Career Summary
Bill Downs in London, 1942
(Summary issued by CBS News in November 1959)

Covering the world for CBS News has kept veteran Bill Downs almost constantly on the move from one part of the globe to the other during the last 20 years.

Downs became a member of the CBS News staff in London in late September 1942, after 5 years with the United Press in Kansas City, Denver, New York, and London. In the winter of 1942 he was assigned to head the CBS Bureau in Moscow. He remained in Russia until January 1944. Then, after a brief visit to the U.S., he returned to Europe in time for D-Day, landing with the British forces in Normandy. He made the first live broadcast from the Normandy beachhead. He covered the U.S. First and 9th Armies allied with the British and Canadian Armies for the entire European campaign. Among the now famous battles he reported for CBS News were the breakthrough in Northern France, the capture of the Nijmegen Bridge, the crossing of the Rhine, and the sweep across Germany which culminated in the surrender.

After V-E Day, Downs returned to the United States in time to receive the National Headliners' Club Award for the "outstanding Foreign Exclusive Broadcast of 1944-45." The award was based on Downs' eye-witness account of the surrender to Field Marshall Montgomery of all German forces in Northwestern Germany, Holland and Denmark.

In August 1945, Downs was reassigned to the Pacific theatre, arriving in Manila on V-J Day. He entered Tokyo with the occupation forces, covered the Japanese surrender there and in South Korea. He later traveled to China, Burma, Indo-China, Malay, Singapore and Batavia.
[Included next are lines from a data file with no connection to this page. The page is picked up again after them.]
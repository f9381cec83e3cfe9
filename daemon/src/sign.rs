use crate::proc;
use crate::util;
use async_trait::async_trait;
use pkgbuilderd_common::config::{PathsConfig, SigningConfig};
use pkgbuilderd_common::errors::*;
use std::ffi::OsString;
use std::path::{Path, PathBuf};
use std::time::Duration;
use tokio::fs;

const GPG_TIMEOUT: u64 = 5 * 60;

/// Creates detached signatures for build artifacts.
#[async_trait]
pub trait Signer: Send + Sync {
    /// Sign every path. Either all of them end up with a valid signature and
    /// true is returned, or none of the signatures created by this call are
    /// kept.
    async fn sign(&self, paths: &[PathBuf]) -> Result<bool>;
}

pub fn sig_path(path: &Path) -> PathBuf {
    util::with_sig_ext(path)
}

pub struct GpgSigner {
    gpg: PathBuf,
    key_id: String,
    passphrase: Option<String>,
    homedir: Option<PathBuf>,
}

impl GpgSigner {
    pub fn new(signing: &SigningConfig, paths: &PathsConfig) -> Result<GpgSigner> {
        let key_id = signing.key_id.clone()
            .context("signing.key_id is not configured")?;
        Ok(GpgSigner {
            gpg: signing.gpg_bin(),
            key_id,
            passphrase: signing.passphrase()?,
            homedir: Some(paths.gnupg_dir()).filter(|d| d.exists()),
        })
    }

    fn base_args(&self) -> Vec<OsString> {
        let mut args = vec![OsString::from("--batch")];
        if let Some(homedir) = &self.homedir {
            args.push("--homedir".into());
            args.push(homedir.into());
        }
        args
    }

    async fn verify(&self, path: &Path, sig: &Path) -> Result<bool> {
        let mut args = self.base_args();
        args.push("--verify".into());
        args.push(sig.into());
        args.push(path.into());
        let (success, output) = proc::run_capture(&self.gpg, &args,
            proc::Options::new(Duration::from_secs(GPG_TIMEOUT))).await?;
        if !success {
            debug!("Existing signature {:?} is not valid: {}", sig, output.trim());
        }
        Ok(success)
    }

    async fn detach_sign(&self, path: &Path, sig: &Path, passphrase: &str) -> Result<bool> {
        let mut args = self.base_args();
        args.extend([
            "--yes",
            "--pinentry-mode", "loopback",
            "--passphrase-fd", "0",
            "-u",
        ].into_iter().map(OsString::from));
        args.push(self.key_id.clone().into());
        args.push("--detach-sign".into());
        args.push("--output".into());
        args.push(sig.into());
        args.push(path.into());

        let opts = proc::Options::new(Duration::from_secs(GPG_TIMEOUT))
            .stdin(format!("{}\n", passphrase));
        let (success, output) = proc::run_capture(&self.gpg, &args, opts).await?;
        if !success {
            error!("Signing failed for {:?}: {}", path, output.trim());
        }
        Ok(success)
    }

    async fn sign_all(&self, paths: &[PathBuf], created: &mut Vec<PathBuf>) -> Result<bool> {
        for path in paths {
            let sig = sig_path(path);

            if sig.exists() {
                if self.verify(path, &sig).await? {
                    debug!("Valid signature exists for {:?}", path);
                    continue;
                }
                fs::remove_file(&sig).await
                    .with_context(|| anyhow!("Failed to remove stale signature: {:?}", sig))?;
            }

            let Some(passphrase) = &self.passphrase else {
                error!("No signing passphrase configured");
                return Ok(false);
            };

            info!("Creating detached signature for {:?}", path);
            if !self.detach_sign(path, &sig, passphrase).await? {
                return Ok(false);
            }
            created.push(sig);
        }
        Ok(true)
    }
}

#[async_trait]
impl Signer for GpgSigner {
    async fn sign(&self, paths: &[PathBuf]) -> Result<bool> {
        let mut created = Vec::new();
        let result = self.sign_all(paths, &mut created).await;

        let success = match result {
            Ok(success) => success,
            Err(err) => {
                error!("Signing failed: {:#}", err);
                false
            }
        };

        if !success {
            let sigs = created.into_iter().chain(paths.iter().map(|p| sig_path(p)));
            for sig in sigs {
                if sig.exists() {
                    if let Err(err) = fs::remove_file(&sig).await {
                        warn!("Failed to remove signature {:?}: {:#}", sig, err);
                    }
                }
            }
        }

        Ok(success)
    }
}
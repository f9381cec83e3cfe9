use pkgbuilderd_common::errors::*;
use std::collections::BTreeSet;
use std::fmt;

mod memory;
mod sqlite;

pub use self::memory::MemoryStore;
pub use self::sqlite::SqliteStore;

/// Identifies one persisted record, e.g. `package:foo` or `build:42`.
#[derive(Debug, Clone, PartialEq, Eq, PartialOrd, Ord, Hash)]
pub struct RecordKey {
    pub namespace: &'static str,
    pub id: String,
}

impl RecordKey {
    pub fn new<I: ToString>(namespace: &'static str, id: I) -> RecordKey {
        RecordKey {
            namespace,
            id: id.to_string(),
        }
    }
}

impl fmt::Display for RecordKey {
    fn fmt(&self, f: &mut fmt::Formatter<'_>) -> fmt::Result {
        write!(f, "{}:{}", self.namespace, self.id)
    }
}

/// Typed field storage shared by every persisted entity.
///
/// Scalars are stored as text and interpreted by the typed helpers. Lists keep
/// insertion order and may hold duplicates, sets hold unique members without
/// an order.
pub trait Store: Send + Sync {
    fn get(&self, key: &RecordKey, field: &str) -> Result<Option<String>>;

    fn set(&self, key: &RecordKey, field: &str, value: &str) -> Result<()>;

    fn delete(&self, key: &RecordKey, field: &str) -> Result<()>;

    /// Whether any scalar field has been written for this record.
    fn exists(&self, key: &RecordKey) -> Result<bool>;

    fn list_push(&self, key: &RecordKey, field: &str, value: &str) -> Result<()>;

    fn list_items(&self, key: &RecordKey, field: &str) -> Result<Vec<String>>;

    fn list_pop_front(&self, key: &RecordKey, field: &str) -> Result<Option<String>>;

    /// Remove every occurrence of `value`, returns how many were removed.
    fn list_remove(&self, key: &RecordKey, field: &str, value: &str) -> Result<usize>;

    fn list_clear(&self, key: &RecordKey, field: &str) -> Result<()>;

    /// Returns false if the member was already present.
    fn set_add(&self, key: &RecordKey, field: &str, value: &str) -> Result<bool>;

    fn set_remove(&self, key: &RecordKey, field: &str, value: &str) -> Result<bool>;

    fn set_members(&self, key: &RecordKey, field: &str) -> Result<BTreeSet<String>>;

    fn set_contains(&self, key: &RecordKey, field: &str, value: &str) -> Result<bool>;

    fn set_clear(&self, key: &RecordKey, field: &str) -> Result<()>;

    /// Atomically increment a named counter and return the new value.
    fn incr(&self, counter: &str) -> Result<i64>;

    fn get_str(&self, key: &RecordKey, field: &str) -> Result<String> {
        Ok(self.get(key, field)?.unwrap_or_default())
    }

    fn get_bool(&self, key: &RecordKey, field: &str) -> Result<bool> {
        match self.get(key, field)?.as_deref() {
            None | Some("") | Some("0") | Some("false") | Some("False") => Ok(false),
            Some("1") | Some("true") | Some("True") => Ok(true),
            Some(other) => bail!("Field {}.{} is not a bool: {:?}", key, field, other),
        }
    }

    fn set_bool(&self, key: &RecordKey, field: &str, value: bool) -> Result<()> {
        self.set(key, field, if value { "1" } else { "0" })
    }

    fn get_int(&self, key: &RecordKey, field: &str) -> Result<i64> {
        match self.get(key, field)? {
            Some(value) if !value.is_empty() => value.parse()
                .with_context(|| anyhow!("Field {}.{} is not an integer: {:?}", key, field, value)),
            _ => Ok(0),
        }
    }

    fn set_int(&self, key: &RecordKey, field: &str, value: i64) -> Result<()> {
        self.set(key, field, &value.to_string())
    }

    fn set_opt(&self, key: &RecordKey, field: &str, value: Option<&str>) -> Result<()> {
        match value {
            Some(value) => self.set(key, field, value),
            None => self.delete(key, field),
        }
    }

    /// Replace the whole list with `values`.
    fn list_replace(&self, key: &RecordKey, field: &str, values: &[String]) -> Result<()> {
        self.list_clear(key, field)?;
        for value in values {
            self.list_push(key, field, value)?;
        }
        Ok(())
    }

    /// Replace the whole set with `values`.
    fn set_replace(&self, key: &RecordKey, field: &str, values: &BTreeSet<String>) -> Result<()> {
        self.set_clear(key, field)?;
        for value in values {
            self.set_add(key, field, value)?;
        }
        Ok(())
    }
}
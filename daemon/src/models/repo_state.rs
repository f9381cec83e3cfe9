use crate::store::{RecordKey, Store};
use pkgbuilderd_common::errors::*;
use pkgbuilderd_common::PkgRef;
use std::collections::BTreeSet;

const NS: &str = "repo";

/// Persisted view of one (repository, architecture) pair.
#[derive(Debug, Clone, Default, PartialEq)]
pub struct RepoStateRecord {
    pub name: String,
    pub arch: String,
    pub pkgs_index: BTreeSet<PkgRef>,
    pub pkgs_fs: BTreeSet<PkgRef>,
    pub packages: BTreeSet<String>,
    pub unaccounted_for: BTreeSet<String>,
    pub unparsable: BTreeSet<String>,
    pub locked: bool,
}

fn parse_refs(items: BTreeSet<String>) -> Result<BTreeSet<PkgRef>> {
    items.iter().map(|s| s.parse()).collect()
}

fn format_refs(refs: &BTreeSet<PkgRef>) -> BTreeSet<String> {
    refs.iter().map(|r| r.to_string()).collect()
}

impl RepoStateRecord {
    fn key_for(name: &str, arch: &str) -> RecordKey {
        RecordKey::new(NS, format!("{}/{}", name, arch))
    }

    pub fn key(&self) -> RecordKey {
        Self::key_for(&self.name, &self.arch)
    }

    /// Load the record, an unknown pair starts out empty.
    pub fn load(store: &dyn Store, name: &str, arch: &str) -> Result<RepoStateRecord> {
        let key = Self::key_for(name, arch);
        Ok(RepoStateRecord {
            name: name.to_string(),
            arch: arch.to_string(),
            pkgs_index: parse_refs(store.set_members(&key, "pkgs_index")?)?,
            pkgs_fs: parse_refs(store.set_members(&key, "pkgs_fs")?)?,
            packages: store.set_members(&key, "packages")?,
            unaccounted_for: store.set_members(&key, "unaccounted_for")?,
            unparsable: store.set_members(&key, "unparsable")?,
            locked: store.get_bool(&key, "locked")?,
        })
    }

    pub fn save(&self, store: &dyn Store) -> Result<()> {
        let key = self.key();
        store.set(&key, "name", &self.name)?;
        store.set(&key, "arch", &self.arch)?;
        store.set_replace(&key, "pkgs_index", &format_refs(&self.pkgs_index))?;
        store.set_replace(&key, "pkgs_fs", &format_refs(&self.pkgs_fs))?;
        store.set_replace(&key, "packages", &self.packages)?;
        store.set_replace(&key, "unaccounted_for", &self.unaccounted_for)?;
        store.set_replace(&key, "unparsable", &self.unparsable)?;
        store.set_bool(&key, "locked", self.locked)?;
        store.set_int(&key, "pkg_count_index", self.pkgs_index.len() as i64)?;
        store.set_int(&key, "pkg_count_fs", self.pkgs_fs.len() as i64)?;
        Ok(())
    }

    pub fn set_locked(store: &dyn Store, name: &str, arch: &str, locked: bool) -> Result<()> {
        store.set_bool(&Self::key_for(name, arch), "locked", locked)
    }

    /// Recompute the accounted-for and unaccounted-for sets from the two views.
    pub fn derive(&mut self) {
        self.packages = self.pkgs_index.intersection(&self.pkgs_fs)
            .map(|r| r.name.clone())
            .collect();
        self.unaccounted_for = self.pkgs_index.symmetric_difference(&self.pkgs_fs)
            .map(|r| r.name.clone())
            .collect();
    }
}
use crate::errors::*;
pub use reqwest::{Client, RequestBuilder};
use std::time::Duration;

pub const USER_AGENT: &str = concat!("pkgbuilderd/", env!("CARGO_PKG_VERSION"));

pub fn client() -> Result<Client> {
    Client::builder()
        .user_agent(USER_AGENT)
        .connect_timeout(Duration::from_secs(30))
        .read_timeout(Duration::from_secs(60))
        .build()
        .map_err(Error::from)
}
He made the first on-the-spot broadcast from Hong Kong on September 19, 1945.

In the fall of '45 Downs came back to America and was assigned to cover the nation's rapidly increasing strike crises. Subsequently he was heard on the network's "Cross-Section, USA" programs. In June 1946 he received the important assignment of reporting the atomic bomb tests off Bikini Atoll, making the pool broadcast to all American networks of historic tests from aboard the observation plane following the craft carrying the atomic missile.

In June 1947, Downs left for another brief European assignment, this time for CBS' Documentary Unit. He revisited the towns and cities crossed by Allied troops in World War II, gathering material for Columbia's documentary "We Went Back." This year too, Downs opened a CBS News Bureau in Detroit to cover the auto strikes and was first with news of the attempted assassination of UAW Chief Walter Reuther.

In September 1948, he was again assigned overseas to cover Berlin at the time when the Russian blockade and the American airlift were at their peak. He remained in Berlin until June 1950, and had been back in the United States only a month when he was reassigned to Tokyo with the team of correspondents covering the Korean crisis.

He received the 1949 "Overseas Press Club" award for "best foreign news reporting" that year.

Downs covered the retreat of the US and Republic of Korea forces to the Pusan perimeter and returned to the CBS News Washington bureau. In 1951, he returned to Korea with Ed Murrow's "See It Now" team for the notable Christmas front-line report on American GI's.

In the 1952 Presidential campaigns, he traveled with both candidates Eisenhower and Stevenson. The following year, CBS News sent Downs to Rome as its Mediterranean correspondent. There he covered the fall of three Italian governments; the illness of Pope Pius the XII; the beginnings of the revolt in Cyprus with an exclusive interview with Archbishop Makarios. He surveyed the Arab-Israeli dispute from both sides of the line, interviewing government heads in Lebanon, Syria, Egypt and Israel. Downs in 1955 obtained exclusive filmed and recorded interviews with Israeli Premier Ben Gurion and Egyptian President Nasser.*

The CBS News correspondent again received an Overseas Press citation for his work.

Downs was re-assigned to the CBS News bureau in Washington in 1956 in time to cover the Democratic and GOP conventions and the second Eisenhower election. He can now be heard on a regular CBS Radio newscast at 6:00 p.m., EST.

Bill Downs was born William Randall Downs, Jr. on August 17, 1914 in Kansas City, Kansas. He attended grade and high school in that city and in 1937 was graduated from the University of Kansas.

Downs entered newspaper work shortly thereafter via the Kansas City Star and Kansas City Kansan, and then joined that city's United Press Bureau. Later he switched to the U.P. bureaus in Denver and New York, and in November 1940, was assigned to U.P. London headquarters.

* According to a letter to Edward P. Morgan dated December 1, 1954, these interviews actually took place in November 1954.